Whether this is your first chemo session or your third, you can still review your preparation to improve tolerance, mental well-being and decrease the chances of side-effects.
Chemotherapy – what is it?
Chemotherapy in a nutshell, is medication which targets rapidly growing cells. This is because cancer cells fall into this category. Unfortunately there are a few other rapidly growing cells in the body which are not cancerous, for example the blood cells (white, red and platelets), hair follicles and stomach lining cells. Preparing your body to be in optimal health before chemotherapy helps lessen side effects to these healthy cells. This may sound like a contradiction in terms given that you have cancer, but in fact your whole body will benefit from anything you do that promotes optimal health.
Diet and hydration before chemotherapy
Putting in the effort to eat well with a high fruit and vegetable content means your body will be starting chemo with a high nutritional status. Being conscious of your water intake on a daily basis is really important both before and during chemo, as your liver and kidneys need to do a lot of work processing these chemicals. Dehydration can lead to uncomfortable side effects like headaches, lethargy and dry mouth. Since the oral mucosa is sometimes affected by chemo with ulcers and thrush, avoiding dehydration means less discomfort.

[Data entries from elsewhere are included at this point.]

use std::cmp::Ordering;

#[derive(Debug, Clone, Copy, PartialEq, Eq)]
pub enum FileKind {
    File,
    Directory,
    Symlink,
}

/// One entry of a remote or local listing.
///
/// `path` is relative to the project root, slash separated, without leading
/// or trailing slashes. The project root itself has the empty path.
#[derive(Debug, Clone, PartialEq, Eq)]
pub struct TransferFile {
    pub path: String,
    pub kind: FileKind,
    pub size: u64,
    pub modified: i64,
    pub md5: Option<String>,
}

impl TransferFile {
    pub fn new(path: impl Into<String>, kind: FileKind, size: u64, modified: i64) -> Self {
        Self {
            path: normalize_relative(&path.into()),
            kind,
            size,
            modified,
            md5: None,
        }
    }

    pub fn file(path: impl Into<String>, size: u64, modified: i64) -> Self {
        Self::new(path, FileKind::File, size, modified)
    }

    pub fn directory(path: impl Into<String>, modified: i64) -> Self {
        Self::new(path, FileKind::Directory, 0, modified)
    }

    pub fn symlink(path: impl Into<String>, modified: i64) -> Self {
        Self::new(path, FileKind::Symlink, 0, modified)
    }

    pub fn with_md5(mut self, md5: Option<String>) -> Self {
        self.md5 = md5;
        self
    }

    pub fn is_root(&self) -> bool {
        self.path.is_empty()
    }

    pub fn is_file(&self) -> bool {
        self.kind == FileKind::File
    }

    pub fn is_directory(&self) -> bool {
        self.kind == FileKind::Directory
    }

    pub fn is_symlink(&self) -> bool {
        self.kind == FileKind::Symlink
    }

    pub fn name(&self) -> &str {
        self.path.rsplit('/').next().unwrap_or_default()
    }

    /// Parent directory path; `None` for the root.
    pub fn parent_path(&self) -> Option<&str> {
        parent_of(&self.path)
    }

    /// Path of the directory whose sync timestamp governs this entry.
    pub fn sync_directory(&self) -> &str {
        if self.is_file() {
            self.parent_path().unwrap_or_default()
        } else {
            &self.path
        }
    }

    pub fn depth(&self) -> usize {
        depth_of(&self.path)
    }
}

pub fn normalize_relative(path: &str) -> String {
    path.replace('\\', "/")
        .split('/')
        .filter(|segment| !segment.is_empty() && *segment != ".")
        .collect::<Vec<_>>()
        .join("/")
}

pub fn parent_of(path: &str) -> Option<&str> {
    if path.is_empty() {
        return None;
    }
    Some(path.rsplit_once('/').map_or("", |(parent, _)| parent))
}

pub fn depth_of(path: &str) -> usize {
    if path.is_empty() {
        0
    } else {
        path.split('/').count()
    }
}

/// `true` when `descendant` lies strictly below `ancestor`.
pub fn is_descendant(ancestor: &str, descendant: &str) -> bool {
    if ancestor.is_empty() {
        return !descendant.is_empty();
    }
    descendant
        .strip_prefix(ancestor)
        .is_some_and(|rest| rest.starts_with('/'))
}

/// Segment-wise byte-lexicographic ordering, so `a/b` sorts before `a.b`.
pub fn compare_paths(left: &str, right: &str) -> Ordering {
    let left = left.split('/').filter(|s| !s.is_empty());
    let right = right.split('/').filter(|s| !s.is_empty());
    left.map(str::as_bytes).cmp(right.map(str::as_bytes))
}
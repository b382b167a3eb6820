use tracing_subscriber::EnvFilter;
use tracing_subscriber::filter::Directive;
use tracing_subscriber::prelude::*;

pub const LOG_ENV: &str = "REMSYNC_LOG";
const DEFAULT_DIRECTIVE: &str = "info";

/// Installs the global stderr subscriber. `REMSYNC_LOG` takes the usual
/// `EnvFilter` directives; HTTP internals stay at `warn`.
pub fn init_logging() {
    let env_filter = build_filter(std::env::var(LOG_ENV).ok().as_deref());
    let console_layer = tracing_subscriber::fmt::layer()
        .with_writer(std::io::stderr)
        .with_target(false)
        .with_thread_ids(false)
        .with_thread_names(false);
    let subscriber = tracing_subscriber::registry()
        .with(env_filter)
        .with(console_layer);
    let _ = tracing::subscriber::set_global_default(subscriber);
}

fn build_filter(directives: Option<&str>) -> EnvFilter {
    let base = directives
        .map(str::trim)
        .filter(|value| !value.is_empty())
        .unwrap_or(DEFAULT_DIRECTIVE);
    let filter = EnvFilter::try_new(base).unwrap_or_else(|_| EnvFilter::new(DEFAULT_DIRECTIVE));
    ["hyper=warn", "reqwest=warn", "sqlx=warn"]
        .into_iter()
        .filter_map(|directive| directive.parse::<Directive>().ok())
        .fold(filter, EnvFilter::add_directive)
}
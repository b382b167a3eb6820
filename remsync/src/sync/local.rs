use std::io;
use std::path::{Path, PathBuf};
use std::time::UNIX_EPOCH;

use thiserror::Error;
use walkdir::WalkDir;

use super::paths::{PathError, local_path_for, relative_path_of};
use super::transfer_file::{FileKind, TransferFile};

#[derive(Debug, Error)]
pub enum LocalError {
    #[error("I/O error: {0}")]
    Io(#[from] io::Error),
    #[error("walk error: {0}")]
    Walk(#[from] walkdir::Error),
    #[error("path error: {0}")]
    Path(#[from] PathError),
    #[error("background task failed: {0}")]
    Join(#[from] tokio::task::JoinError),
}

#[derive(Debug, Clone, Copy, PartialEq, Eq)]
pub enum LocalDelete {
    Deleted,
    Missing,
    NotEmpty,
}

/// The project's local directory tree.
#[derive(Debug, Clone)]
pub struct LocalTree {
    root: PathBuf,
}

impl LocalTree {
    pub fn new(root: impl Into<PathBuf>) -> Self {
        Self { root: root.into() }
    }

    pub fn root(&self) -> &Path {
        &self.root
    }

    pub fn resolve(&self, relative: &str) -> Result<PathBuf, PathError> {
        local_path_for(&self.root, relative)
    }

    /// Lists every entry below the root, the root itself included. Symbolic
    /// links are followed.
    pub async fn list(&self) -> Result<Vec<TransferFile>, LocalError> {
        let root = self.root.clone();
        tokio::task::spawn_blocking(move || walk(&root)).await?
    }

    pub async fn create_dir(&self, relative: &str) -> Result<(), LocalError> {
        tokio::fs::create_dir_all(self.resolve(relative)?).await?;
        Ok(())
    }

    /// Replaces the local file with the staged copy at `staged`.
    pub async fn materialize_staged(&self, relative: &str, staged: &Path) -> Result<(), LocalError> {
        let target = self.resolve(relative)?;
        if let Some(parent) = target.parent() {
            tokio::fs::create_dir_all(parent).await?;
        }
        tokio::fs::copy(staged, &target).await?;
        Ok(())
    }

    pub async fn delete_file(&self, relative: &str) -> Result<LocalDelete, LocalError> {
        match tokio::fs::remove_file(self.resolve(relative)?).await {
            Ok(()) => Ok(LocalDelete::Deleted),
            Err(err) if err.kind() == io::ErrorKind::NotFound => Ok(LocalDelete::Missing),
            Err(err) => Err(err.into()),
        }
    }

    /// Removes a directory only when it has no entries left.
    pub async fn delete_empty_dir(&self, relative: &str) -> Result<LocalDelete, LocalError> {
        let path = self.resolve(relative)?;
        let mut entries = match tokio::fs::read_dir(&path).await {
            Ok(entries) => entries,
            Err(err) if err.kind() == io::ErrorKind::NotFound => return Ok(LocalDelete::Missing),
            Err(err) => return Err(err.into()),
        };
        if entries.next_entry().await?.is_some() {
            return Ok(LocalDelete::NotEmpty);
        }
        tokio::fs::remove_dir(&path).await?;
        Ok(LocalDelete::Deleted)
    }
}

fn walk(root: &Path) -> Result<Vec<TransferFile>, LocalError> {
    if !root.exists() {
        return Ok(Vec::new());
    }
    let mut files = Vec::new();
    for entry in WalkDir::new(root).follow_links(true) {
        let entry = entry?;
        let metadata = entry.metadata()?;
        let modified = metadata
            .modified()
            .ok()
            .and_then(|time| time.duration_since(UNIX_EPOCH).ok())
            .map(|elapsed| elapsed.as_secs() as i64)
            .unwrap_or_default();
        let relative = relative_path_of(root, entry.path())?;
        let file = if metadata.is_dir() {
            TransferFile::new(relative, FileKind::Directory, 0, modified)
        } else {
            TransferFile::new(relative, FileKind::File, metadata.len(), modified)
        };
        files.push(file);
    }
    Ok(files)
}

#[cfg(test)]
mod tests {
    use super::*;
    use tempfile::tempdir;

    #[tokio::test]
    async fn lists_tree_with_root() {
        let dir = tempdir().unwrap();
        std::fs::create_dir_all(dir.path().join("lib/sub")).unwrap();
        std::fs::write(dir.path().join("index.php"), b"<?php").unwrap();
        std::fs::write(dir.path().join("lib/sub/a.php"), b"abc").unwrap();

        let tree = LocalTree::new(dir.path());
        let mut files = tree.list().await.unwrap();
        files.sort_by(|a, b| a.path.cmp(&b.path));

        let paths: Vec<_> = files.iter().map(|f| f.path.as_str()).collect();
        assert_eq!(paths, vec!["", "index.php", "lib", "lib/sub", "lib/sub/a.php"]);
        let index = files.iter().find(|f| f.path == "index.php").unwrap();
        assert_eq!(index.kind, FileKind::File);
        assert_eq!(index.size, 5);
        assert!(index.modified > 0);
        assert!(files.iter().find(|f| f.path == "lib").unwrap().is_directory());
    }

    #[tokio::test]
    async fn missing_root_lists_nothing() {
        let dir = tempdir().unwrap();
        let tree = LocalTree::new(dir.path().join("absent"));
        assert!(tree.list().await.unwrap().is_empty());
    }

    #[tokio::test]
    async fn delete_empty_dir_keeps_non_empty_directories() {
        let dir = tempdir().unwrap();
        std::fs::create_dir_all(dir.path().join("full")).unwrap();
        std::fs::write(dir.path().join("full/new.php"), b"x").unwrap();
        std::fs::create_dir_all(dir.path().join("empty")).unwrap();

        let tree = LocalTree::new(dir.path());
        assert_eq!(tree.delete_empty_dir("full").await.unwrap(), LocalDelete::NotEmpty);
        assert_eq!(tree.delete_empty_dir("empty").await.unwrap(), LocalDelete::Deleted);
        assert_eq!(tree.delete_empty_dir("empty").await.unwrap(), LocalDelete::Missing);
        assert!(dir.path().join("full/new.php").exists());
    }

    #[tokio::test]
    async fn delete_file_reports_missing() {
        let dir = tempdir().unwrap();
        std::fs::write(dir.path().join("a.txt"), b"x").unwrap();

        let tree = LocalTree::new(dir.path());
        assert_eq!(tree.delete_file("a.txt").await.unwrap(), LocalDelete::Deleted);
        assert_eq!(tree.delete_file("a.txt").await.unwrap(), LocalDelete::Missing);
    }

    #[tokio::test]
    async fn materialize_staged_overwrites_local_file() {
        let dir = tempdir().unwrap();
        let staged = dir.path().join("staged.tmp");
        std::fs::write(&staged, b"merged").unwrap();
        std::fs::create_dir_all(dir.path().join("project")).unwrap();
        std::fs::write(dir.path().join("project/a.php"), b"old").unwrap();

        let tree = LocalTree::new(dir.path().join("project"));
        tree.materialize_staged("a.php", &staged).await.unwrap();

        assert_eq!(std::fs::read(dir.path().join("project/a.php")).unwrap(), b"merged");
    }

    #[test]
    fn resolve_rejects_escape() {
        let tree = LocalTree::new("/srv/project");
        assert!(tree.resolve("../x").is_err());
    }
}
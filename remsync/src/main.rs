use std::sync::Arc;
use std::sync::atomic::{AtomicBool, Ordering};
use std::time::Duration;

use anyhow::Context;
use remsync::config::Config;
use remsync::logging::init_logging;
use remsync::sync::backoff::RetryPolicy;
use remsync::sync::local::LocalTree;
use remsync::sync::transfer::TransferClient;
use remsync::sync::{HttpRemote, SyncController, SyncItems, SyncResult, SyncSummary, TimestampStore};
use remsync_core::RemoteClient;
use serde::Serialize;

#[derive(Debug, Clone, Copy, Default, PartialEq, Eq)]
struct CliOptions {
    dry_run: bool,
    accept_review: bool,
    forget: bool,
    json: bool,
    help: bool,
}

fn parse_cli<I>(args: I) -> anyhow::Result<CliOptions>
where
    I: IntoIterator<Item = String>,
{
    let mut options = CliOptions::default();
    for arg in args.into_iter().skip(1) {
        match arg.as_str() {
            "--dry-run" | "-n" => options.dry_run = true,
            "--accept-review" => options.accept_review = true,
            "--forget" => options.forget = true,
            "--json" => options.json = true,
            "--help" | "-h" => options.help = true,
            other => anyhow::bail!("unknown argument: {other}"),
        }
    }
    Ok(options)
}

fn print_usage() {
    println!("Usage: remsync [--dry-run] [--accept-review] [--forget] [--json]");
    println!("  --dry-run        Print the synchronization plan and exit");
    println!("  --accept-review  Run operations that need review on a first run");
    println!("  --forget         Clear the project's sync timestamps and exit");
    println!("  --json           Print the plan or the result as JSON");
}

#[derive(Debug, Serialize)]
struct PlanEntry<'a> {
    path: &'a str,
    operation: &'static str,
    #[serde(skip_serializing_if = "Option::is_none")]
    message: Option<String>,
}

#[derive(Debug, Serialize)]
struct PlanReport<'a> {
    summary: SyncSummary,
    items: Vec<PlanEntry<'a>>,
}

fn plan_report(items: &SyncItems) -> PlanReport<'_> {
    let entries = items
        .iter()
        .map(|item| PlanEntry {
            path: item.path(),
            operation: item.operation().as_str(),
            message: items.validate(item).message().map(str::to_string),
        })
        .collect();
    PlanReport {
        summary: items.summary(),
        items: entries,
    }
}

fn log_plan(report: &PlanReport<'_>) {
    for entry in &report.items {
        match &entry.message {
            Some(message) => {
                tracing::warn!(path = entry.path, operation = entry.operation, reason = %message, "planned")
            }
            None => tracing::info!(path = entry.path, operation = entry.operation, "planned"),
        }
    }
    let summary = report.summary;
    tracing::info!(
        download = summary.download,
        upload = summary.upload,
        delete = summary.delete,
        noop = summary.noop,
        errors = summary.errors,
        warnings = summary.warnings,
        first_run = summary.first_run,
        "synchronization plan"
    );
}

fn log_result(result: &SyncResult) {
    for (category, info) in [
        ("download", &result.download),
        ("upload", &result.upload),
        ("delete", &result.delete),
    ] {
        for (path, reason) in &info.failed {
            tracing::error!(category, path = %path, reason = %reason, "failed");
        }
        for (path, reason) in &info.partially_failed {
            tracing::warn!(category, path = %path, reason = %reason, "partially failed");
        }
        for (path, reason) in &info.ignored {
            tracing::info!(category, path = %path, reason = %reason, "ignored");
        }
        tracing::info!(
            category,
            transferred = info.transferred.len(),
            failed = info.failed.len(),
            runtime_ms = info.runtime.as_millis() as u64,
            "finished"
        );
    }
}

fn print_json<T: Serialize>(value: &T) -> anyhow::Result<()> {
    println!("{}", serde_json::to_string_pretty(value)?);
    Ok(())
}

#[tokio::main]
async fn main() -> anyhow::Result<()> {
    dotenvy::dotenv().ok();
    init_logging();
    let options = parse_cli(std::env::args())?;
    if options.help {
        print_usage();
        return Ok(());
    }

    let config = Config::from_env()?;
    let timestamps = TimestampStore::open(
        &config.db_path,
        config.project.clone(),
        config.local_root.clone(),
    )
    .await
    .context("failed to open timestamp database")?;

    if options.forget {
        let removed = timestamps.clear_project().await?;
        tracing::info!(project = %config.project, removed, "sync timestamps cleared");
        return Ok(());
    }

    let client = RemoteClient::new(&config.remote_url, config.token.clone())
        .context("invalid remote url")?;
    let transfer = TransferClient::with_timeout(config.transfer_timeout)
        .context("failed to build transfer client")?;
    let remote = HttpRemote::new(client, config.remote_root.clone())
        .with_transfer(transfer)
        .with_page_size(config.list_page_size);
    let retry = RetryPolicy::new(
        config.list_retries,
        Duration::from_millis(250),
        Duration::from_secs(5),
        true,
    );
    let controller = SyncController::new(remote, LocalTree::new(&config.local_root), timestamps)
        .with_retry_policy(retry);

    let outcome = run(&controller, options).await;
    controller.finish().await;
    outcome
}

async fn run(controller: &SyncController<HttpRemote>, options: CliOptions) -> anyhow::Result<()> {
    let mut items = controller.prepare().await?;

    {
        let report = plan_report(&items);
        log_plan(&report);
        if options.dry_run {
            if options.json {
                print_json(&report)?;
            }
            return Ok(());
        }
    }

    if items.needs_review() {
        if !options.accept_review {
            anyhow::bail!("the plan contains operations that need review, rerun with --accept-review");
        }
        items.confirm_all_reviews();
    }

    let cancel = Arc::new(AtomicBool::new(false));
    let signal_flag = cancel.clone();
    tokio::spawn(async move {
        if tokio::signal::ctrl_c().await.is_ok() {
            tracing::warn!("interrupt received, stopping after the current file");
            signal_flag.store(true, Ordering::SeqCst);
        }
    });

    let result = controller.synchronize(&items, cancel).await?;
    log_result(&result);
    if options.json {
        print_json(&result)?;
    }
    if result.cancelled {
        tracing::warn!("synchronization cancelled");
    }
    if result.has_failures() {
        anyhow::bail!("some files failed to synchronize");
    }
    Ok(())
}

Take stock of what is causing stress in your life and plan strategies to decrease it. Your body needs all available energy resources to stay strong during chemo. Supporting your immune system by adequate rest promotes a better chance of avoiding infection and other side effects.
Plan the everyday
Just because you’re having chemo doesn’t mean all the chores and demands disappear. By planning and delegating before starting each cycle, you remove some of the stress. If you can, delegate certain jobs to family or friends, spreading the love. This is where the village steps in helping you get through when the fatigue or side effects make an appearance.
Let family and friends know that you are more vulnerable to catching infections during and after chemotherapy, so please kindly stay away if sick. Particularly those with babies and young children in childcare centres or Kindy, they are going through a phase of catching every bug under the sun.
Look after your teeth and gums. Your mouth is also more vulnerable at this time and you can help by being particular about cleaning and flossing. If you do have issues, a simple warm salty water mouth wash is helpful.
It’s a good idea to start a notebook where you can write down questions when they come to mind to discuss with your specialist. You can also note down any reactions you have, certain blood results, record your temperature, note any new symptoms. You can keep a record of other medications and dosages. It’s surprising how much new information you will be exposed to during this experience, so you will probably be quite glad that you wrote a few things down, including your list of appointments. If you need to go to an Emergency Department during or after treatment, take this book with you.
Having your chemo can be a time consuming event, so plan to add some nice things into your day. Have a couple of good books, a warm rug, a favourite cushion or just right pillow. Have clothes you feel comfortable in with loose sleeves, or if you have a Portocath, a front buttoning top. Bring a lunch box of goodies that you can nibble on, perhaps some headphones and music. Bring your own drink bottle if you prefer, and don’t forget your notebook.
After your first chemo cycle you’ll be an old hand at it, but remaining aware of your special requirements at this time, planning well and caring for yourself will all make it that much easier. It will also put you in a position of getting the best possible outcome for yourself.